■ **WHAT YOU HAVE TO DO**
In the records below, the line with "fn from(code: ParcelsExitCode)" opens the range and the line with "(used by tests)" closes it; print that range exactly and nothing else.

RAW DATA: Begin

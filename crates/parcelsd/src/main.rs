// # parcelsd - Parcel Tracking Lookup
//
// This binary is a THIN integration layer over parcels-core:
// - DO NOT add freshness, fetch or reconciliation logic here
// - All aggregation logic lives in parcels-core
// - Configuration is via environment variables ONLY
//
// parcelsd is responsible for:
// 1. Reading configuration from environment variables
// 2. Initializing logging and the runtime
// 3. Registering tracking sources and opening the history store
// 4. Running one lookup per tracking number argument and printing JSON
//
// ## Configuration
//
// ### Sources
// - `PARCELS_SOURCES`: Comma-separated tracking sources, in output order (default: cainiao)
// - `PARCELS_CAINIAO_BASE_URL`: Override the Cainiao API endpoint
//
// ### History Store
// - `PARCELS_STORE_TYPE`: Type of history store (memory, file, sqlite; default: sqlite)
// - `PARCELS_STORE_PATH`: Path to the history file or database
//
// ### Freshness
// - `PARCELS_OK_CHECK_INTERVAL_SECS`: Recheck interval after a successful fetch
// - `PARCELS_NOT_FOUND_CHECK_INTERVAL_SECS`: Recheck interval after "not found"
// - `PARCELS_UNKNOWN_ERROR_CHECK_INTERVAL_SECS`: Recheck interval after an error
// - `PARCELS_RATE_LIMITED_CHECK_INTERVAL_SECS`: Recheck interval after rate limiting
// - `PARCELS_EXPIRY_SECS`: Age after which history is ignored
// - `PARCELS_FETCH_TIMEOUT_MS`: Deadline for all fetches of one lookup
//
// ### Logging
// - `PARCELS_LOG_LEVEL`: trace, debug, info, warn, error (default: info)
//
// ## Example
//
// ```bash
// export PARCELS_STORE_TYPE=sqlite
// export PARCELS_STORE_PATH=/var/lib/parcels/history.db
//
// parcelsd RS0814398526Y LP00567890123456
// ```

use anyhow::{Context, Result};
use chrono::{DateTime, SecondsFormat, Utc};
use parcels_core::{
    AggregatorConfig, AggregatorEvent, FileHistoryStore, HistoryStore, HistoryStoreConfig,
    MemoryHistoryStore, SourceRegistry, SystemClock, TrackingAggregator, TrackingInfo,
    TrackingStatus,
};
use parcels_source_cainiao::CainiaoSource;
use parcels_store_sqlite::SqliteHistoryStore;
use serde::Serialize;
use std::collections::BTreeMap;
use std::env;
use std::process::ExitCode;
use std::sync::Arc;
use tokio::sync::mpsc;
use tokio_stream::StreamExt;
use tokio_stream::wrappers::ReceiverStream;
use tracing::{Level, error, info};
use tracing_subscriber::FmtSubscriber;

/// Database file used when `PARCELS_STORE_TYPE=sqlite` has no path
const DEFAULT_SQLITE_PATH: &str = "parcels.db";

const SUPPORTED_SOURCES: &[&str] = &[parcels_source_cainiao::SOURCE_NAME];

/// Exit codes for different termination scenarios
///
/// - 0: Every lookup succeeded
/// - 1: Configuration or startup error
/// - 2: At least one lookup failed
#[derive(Debug, Clone, Copy, PartialEq, Eq)]
enum ParcelsExitCode {
    /// All lookups answered
    Success = 0,
    /// Configuration error or startup failure
    ConfigError = 1,
    /// Runtime error (a lookup or the store failed)
    RuntimeError = 2,
}

impl From<ParcelsExitCode> for ExitCode {
    fn from(code: ParcelsExitCode) -> Self {
        ExitCode::from(code as u8)
    }
}

/// Application configuration
#[derive(Debug)]
struct Config {
    sources: Vec<String>,
    cainiao_base_url: Option<String>,
    store_type: String,
    store_path: Option<String>,
    ok_check_interval_secs: Option<u64>,
    not_found_check_interval_secs: Option<u64>,
    unknown_error_check_interval_secs: Option<u64>,
    rate_limited_check_interval_secs: Option<u64>,
    expiry_secs: Option<u64>,
    fetch_timeout_ms: Option<u64>,
    log_level: String,
    tracking_numbers: Vec<String>,
}

impl Config {
    /// Load configuration from environment variables and arguments
    fn from_env() -> Result<Self> {
        Self::from_lookup(|key| env::var(key).ok(), env::args().skip(1))
    }

    /// Load configuration from any variable lookup (used by tests)
    fn from_lookup<F, I>(var: F, args: I) -> Result<Self>
    where
        F: Fn(&str) -> Option<String>,
        I: IntoIterator<Item = String>,
    {
        let number = |key: &str| -> Result<Option<u64>> {
            var(key)
                .map(|value| {
                    value
                        .trim()
                        .parse::<u64>()
                        .with_context(|| format!("{} must be a whole number, got '{}'", key, value))
                })
                .transpose()
        };

        Ok(Self {
            sources: split_list(&var("PARCELS_SOURCES").unwrap_or_else(|| "cainiao".to_string())),
            cainiao_base_url: var("PARCELS_CAINIAO_BASE_URL"),
            store_type: var("PARCELS_STORE_TYPE").unwrap_or_else(|| "sqlite".to_string()),
            store_path: var("PARCELS_STORE_PATH"),
            ok_check_interval_secs: number("PARCELS_OK_CHECK_INTERVAL_SECS")?,
            not_found_check_interval_secs: number("PARCELS_NOT_FOUND_CHECK_INTERVAL_SECS")?,
            unknown_error_check_interval_secs: number("PARCELS_UNKNOWN_ERROR_CHECK_INTERVAL_SECS")?,
            rate_limited_check_interval_secs: number("PARCELS_RATE_LIMITED_CHECK_INTERVAL_SECS")?,
            expiry_secs: number("PARCELS_EXPIRY_SECS")?,
            fetch_timeout_ms: number("PARCELS_FETCH_TIMEOUT_MS")?,
            log_level: var("PARCELS_LOG_LEVEL").unwrap_or_else(|| "info".to_string()),
            tracking_numbers: args
                .into_iter()
                .map(|arg| arg.trim().to_string())
                .filter(|arg| !arg.is_empty())
                .collect(),
        })
    }

    /// Validate the configuration
    fn validate(&self) -> Result<()> {
        if self.tracking_numbers.is_empty() {
            anyhow::bail!("Usage: parcelsd <TRACKING_NUMBER>...");
        }

        if self.sources.is_empty() {
            anyhow::bail!(
                "PARCELS_SOURCES must name at least one source. \
                Supported sources: {}",
                SUPPORTED_SOURCES.join(", ")
            );
        }

        for source in &self.sources {
            if !SUPPORTED_SOURCES.contains(&source.as_str()) {
                anyhow::bail!(
                    "Tracking source '{}' is not supported. Supported sources: {}",
                    source,
                    SUPPORTED_SOURCES.join(", ")
                );
            }
        }

        if let Some(ref url) = self.cainiao_base_url
            && !url.starts_with("https://")
            && !url.starts_with("http://")
        {
            anyhow::bail!(
                "PARCELS_CAINIAO_BASE_URL must use HTTP or HTTPS scheme. Got: {}",
                url
            );
        }

        let store = self.history_store_config()?;
        store
            .validate()
            .map_err(|e| anyhow::anyhow!("Invalid history store configuration: {}", e))?;

        let store_path = match store {
            HistoryStoreConfig::File { ref path } | HistoryStoreConfig::Sqlite { ref path } => {
                Some(path.as_str())
            }
            HistoryStoreConfig::Memory => None,
        };
        if let Some(path) = store_path
            && let Some(parent) = std::path::Path::new(path).parent()
            && !parent.as_os_str().is_empty()
            && !parent.exists()
        {
            anyhow::bail!(
                "PARCELS_STORE_PATH parent directory does not exist: {}. \
                Create it first: mkdir -p {}",
                parent.display(),
                parent.display()
            );
        }

        self.aggregator_config()
            .validate()
            .map_err(|e| anyhow::anyhow!("Invalid aggregator configuration: {}", e))?;

        parse_log_level(&self.log_level)?;

        Ok(())
    }

    fn history_store_config(&self) -> Result<HistoryStoreConfig> {
        match self.store_type.as_str() {
            "memory" => Ok(HistoryStoreConfig::Memory),
            "file" => match self.store_path {
                Some(ref path) => Ok(HistoryStoreConfig::File { path: path.clone() }),
                None => anyhow::bail!(
                    "PARCELS_STORE_PATH is required when PARCELS_STORE_TYPE=file. \
                    Set it via: export PARCELS_STORE_PATH=/var/lib/parcels/history.json"
                ),
            },
            "sqlite" => Ok(HistoryStoreConfig::Sqlite {
                path: self
                    .store_path
                    .clone()
                    .unwrap_or_else(|| DEFAULT_SQLITE_PATH.to_string()),
            }),
            other => anyhow::bail!(
                "PARCELS_STORE_TYPE '{}' is not supported. \
                Supported types: memory, file, sqlite",
                other
            ),
        }
    }

    fn aggregator_config(&self) -> AggregatorConfig {
        let mut config = AggregatorConfig::default();
        let freshness = &mut config.freshness;

        if let Some(secs) = self.ok_check_interval_secs {
            freshness.ok_check_interval_secs = secs;
        }
        if let Some(secs) = self.not_found_check_interval_secs {
            freshness.not_found_check_interval_secs = secs;
        }
        if let Some(secs) = self.unknown_error_check_interval_secs {
            freshness.unknown_error_check_interval_secs = secs;
        }
        if let Some(secs) = self.rate_limited_check_interval_secs {
            freshness.rate_limited_check_interval_secs = secs;
        }
        if let Some(secs) = self.expiry_secs {
            freshness.expiry_secs = secs;
        }
        if let Some(ms) = self.fetch_timeout_ms {
            config.fetch_timeout_ms = ms;
        }

        config
    }
}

RAW DATA: End

■ **RESULT**
    fn from(code: ParcelsExitCode) -> Self {
        ExitCode::from(code as u8)
    }
}

/// Application configuration
#[derive(Debug)]
struct Config {
    sources: Vec<String>,
    cainiao_base_url: Option<String>,
    store_type: String,
    store_path: Option<String>,
    ok_check_interval_secs: Option<u64>,
    not_found_check_interval_secs: Option<u64>,
    unknown_error_check_interval_secs: Option<u64>,
    rate_limited_check_interval_secs: Option<u64>,
    expiry_secs: Option<u64>,
    fetch_timeout_ms: Option<u64>,
    log_level: String,
    tracking_numbers: Vec<String>,
}

impl Config {
    /// Load configuration from environment variables and arguments
    fn from_env() -> Result<Self> {
        Self::from_lookup(|key| env::var(key).ok(), env::args().skip(1))
    }

    /// Load configuration from any variable lookup (used by tests)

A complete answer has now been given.